Software maker Adobe has released yet another security update for Adobe Flash (version 18.104.22.168), addressing a bug on Flash’s Matrix3D class that could be used to enable attackers to corrupt system memory, and (in theory) gain control of a system. The update applies across a broad range of Adobe’s Flash offerings, impacting Flash for Windows, Mac OS X, Linux, Solaris, and Android. Users can download and install the update for free from Adobe’s Web site; users who can’t update to Flash 11 can download a version of Flash Player 10 that fixes the same vulnerability. Android users should get new versions of Flash from the Android Market: folks with Android 3.x and 2.x devices should update to Flash Player 22.214.171.124; folks far enough ahead of the curve to have Android 4 Ice Cream Sandwich can grab Flash 126.96.36.199. Google Chrome users can get an update from Google Chrome Releases.

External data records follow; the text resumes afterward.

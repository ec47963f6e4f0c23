// SPDX-License-Identifier: PMPL-1.0-or-later
// Copyright (c) 2026 Jonathan D.A. Jewell (hyperpolymath) <j.d.a.jewell@open.ac.uk>
//!
//! haystack: command-line access to a Haystack controller.
//!
//! Connection settings come from the environment (`DEPLOYMENT_MODE`,
//! `NIAGARA_HOST`, `RELAY_URL`, ...); `--mode` overrides the deployment mode
//! for one invocation. Results are printed to stdout as JSON, logs go to
//! stderr and are filtered with `RUST_LOG`.

use anyhow::{Context, Result};
use clap::{Parser, Subcommand};
use serde::Serialize;
use serde_json::Value;
use tracing::info;

use haystack_client::{
    ConnectionConfig, DeploymentMode, HaystackClient, Params, DEFAULT_WRITE_LEVEL,
};

/// Version string, pulled from Cargo.toml at compile time.
const VERSION: &str = env!("CARGO_PKG_VERSION");

// ---------------------------------------------------------------------------
// CLI argument parsing
// ---------------------------------------------------------------------------

/// Query and command a Haystack controller directly or through a relay.
#[derive(Parser, Debug)]
#[command(
    name = "haystack",
    version = VERSION,
    about = "Haystack client for building-automation controllers"
)]
struct Cli {
    /// Deployment mode for this invocation: local, relay or hybrid.
    #[arg(long, global = true)]
    mode: Option<DeploymentMode>,

    /// Print single-line JSON instead of pretty-printed output.
    #[arg(long, global = true)]
    compact: bool,

    /// Emit logs as JSON lines.
    #[arg(long, global = true)]
    log_json: bool,

    #[command(subcommand)]
    command: Command,
}

#[derive(Subcommand, Debug)]
enum Command {
    /// Probe the server and show how the client is connected.
    Info,
    /// Show server identity.
    About,
    /// List supported operations.
    Ops,
    /// Read points matching a filter.
    Read {
        filter: String,
        #[arg(long, default_value_t = 100)]
        limit: usize,
    },
    /// Run a filter and print the raw rows.
    Filter {
        filter: String,
        #[arg(long, default_value_t = 100)]
        limit: usize,
    },
    /// Read the history of a point.
    History {
        point_id: String,
        /// `today`, `yesterday`, a date, or `start,end`.
        #[arg(long, default_value = "today")]
        range: String,
    },
    /// Write a value to a point. The value is parsed as JSON, falling back
    /// to a string; `null` releases the level.
    Write {
        point_id: String,
        value: String,
        #[arg(long, default_value_t = DEFAULT_WRITE_LEVEL)]
        level: u8,
        /// Override duration in minutes.
        #[arg(long)]
        duration: Option<u32>,
    },
    /// Browse the navigation tree.
    Nav { nav_id: Option<String> },
    /// List alarms.
    Alarms {
        #[arg(long, default_value = "alarm")]
        filter: String,
        /// Only unacknowledged alarms.
        #[arg(long)]
        unacked: bool,
    },
    /// List equipment with a preview of their points.
    Equip {
        #[arg(long, default_value = "equip")]
        filter: String,
        #[arg(long)]
        no_points: bool,
    },
    /// Open a watch.
    WatchSub {
        filter: String,
        #[arg(long, default_value_t = 5)]
        lease: u32,
    },
    /// Poll a watch for changes.
    WatchPoll { watch_id: String },
    /// Close a watch.
    WatchUnsub { watch_id: String },
    /// Read several points by id.
    Batch {
        #[arg(required = true, num_args = 1..)]
        ids: Vec<String>,
    },
    /// Show common filter expressions.
    Presets,
    /// Run any operation with `key=value` parameters and print the grid.
    Op {
        name: String,
        #[arg(value_parser = parse_param)]
        params: Vec<(String, Value)>,
    },
}

// ---------------------------------------------------------------------------
// Entry point
// ---------------------------------------------------------------------------

#[tokio::main]
async fn main() -> Result<()> {
    let cli = Cli::parse();
    init_tracing(cli.log_json);

    let mut config = ConnectionConfig::from_env();
    if let Some(mode) = cli.mode {
        config.mode = mode;
    }

    info!(
        mode = %config.mode,
        controller = %format!("{}:{}", config.host, config.port),
        relay = config.relay_url.as_deref().unwrap_or("none"),
        "Starting Haystack client"
    );
    if config.mode != DeploymentMode::Local && config.relay_url.is_none() {
        tracing::warn!("{} mode without RELAY_URL, requests go to the controller", config.mode);
    }

    let client = HaystackClient::new(config).context("invalid connection configuration")?;
    run(&client, cli.command, cli.compact).await
}

fn init_tracing(json: bool) {
    let filter = tracing_subscriber::EnvFilter::try_from_default_env()
        .unwrap_or_else(|_| tracing_subscriber::EnvFilter::new("info"));
    let builder = tracing_subscriber::fmt()
        .with_env_filter(filter)
        .with_writer(std::io::stderr);
    if json {
        builder.json().init();
    } else {
        builder.init();
    }
}

async fn run(client: &HaystackClient, command: Command, compact: bool) -> Result<()> {
    match command {
        Command::Info => print(&client.connection_info().await, compact),
        Command::About => print(&client.about().await?, compact),
        Command::Ops => print(&client.ops().await?, compact),
        Command::Read { filter, limit } => {
            print(&client.read_points(&filter, Some(limit)).await?, compact)
        }
        Command::Filter { filter, limit } => {
            print(&client.custom_filter(&filter, limit).await?, compact)
        }
        Command::History { point_id, range } => {
            print(&client.read_history(&point_id, &range).await?, compact)
        }
        Command::Write {
            point_id,
            value,
            level,
            duration,
        } => {
            let ack = client
                .write_point(&point_id, parse_value(&value), level, duration)
                .await?;
            print(&ack, compact)
        }
        Command::Nav { nav_id } => print(&client.nav(nav_id.as_deref()).await?, compact),
        Command::Alarms { filter, unacked } => {
            print(&client.alarms(&filter, !unacked).await?, compact)
        }
        Command::Equip { filter, no_points } => {
            print(&client.equipment(&filter, !no_points).await?, compact)
        }
        Command::WatchSub { filter, lease } => {
            print(&client.watch_subscribe(&filter, lease).await?, compact)
        }
        Command::WatchPoll { watch_id } => print(&client.watch_poll(&watch_id).await?, compact),
        Command::WatchUnsub { watch_id } => {
            client.watch_unsubscribe(&watch_id).await?;
            print(&serde_json::json!({"watchId": watch_id, "closed": true}), compact)
        }
        Command::Batch { ids } => print(&client.batch_read(ids.as_slice()).await?, compact),
        Command::Presets => print(&HaystackClient::filter_presets(), compact),
        Command::Op { name, params } => {
            let params: Params = params.into_iter().collect();
            let params = (!params.is_empty()).then_some(params);
            print(&client.execute_operation(&name, params.as_ref()).await?, compact)
        }
    }
}

fn print<T: Serialize>(value: &T, compact: bool) -> Result<()> {
    let text = if compact {
        serde_json::to_string(value)?
    } else {
        serde_json::to_string_pretty(value)?
    };
    println!("{text}");
    Ok(())
}

/// Parse a command-line value as JSON, keeping it as a string otherwise.
fn parse_value(raw: &str) -> Value {
    serde_json::from_str(raw).unwrap_or_else(|_| Value::String(raw.to_string()))
}

/// Parse `key=value`; the value goes through [`parse_value`].
fn parse_param(raw: &str) -> Result<(String, Value), String> {
    let (key, value) = raw
        .split_once('=')
        .ok_or_else(|| format!("expected key=value, got `{raw}`"))?;
    let key = key.trim();
    if key.is_empty() {
        return Err(format!("missing parameter name in `{raw}`"));
    }
    Ok((key.to_string(), parse_value(value)))
}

The vulnerability was discovered by Tavis Ormandy and Fermin Serna of Google’s security team. Adobe classifies the vulnerability as a “priority 2” in Adobe’s just-introduced three-level advisory system — think of it as a terror alert level without pretty colors. Priority 2 means that the vulnerability could be used to take control of a user’s computer or device, but there are no known exploits in the wild and Adobe doesn’t expect any are imminent. Adobe does recommend site administrators apply the patch within 30 days.
The Flash update also closes a second loophole in integer handling that Adobe classifies as an “information disclosure” problem.
The security update is the second Adobe has released in the last 20 days; the most recent release, on February 15, would have been a “priority 1” update on Adobe’s new scale, since it involved a zero-day exploit already being used by attackers.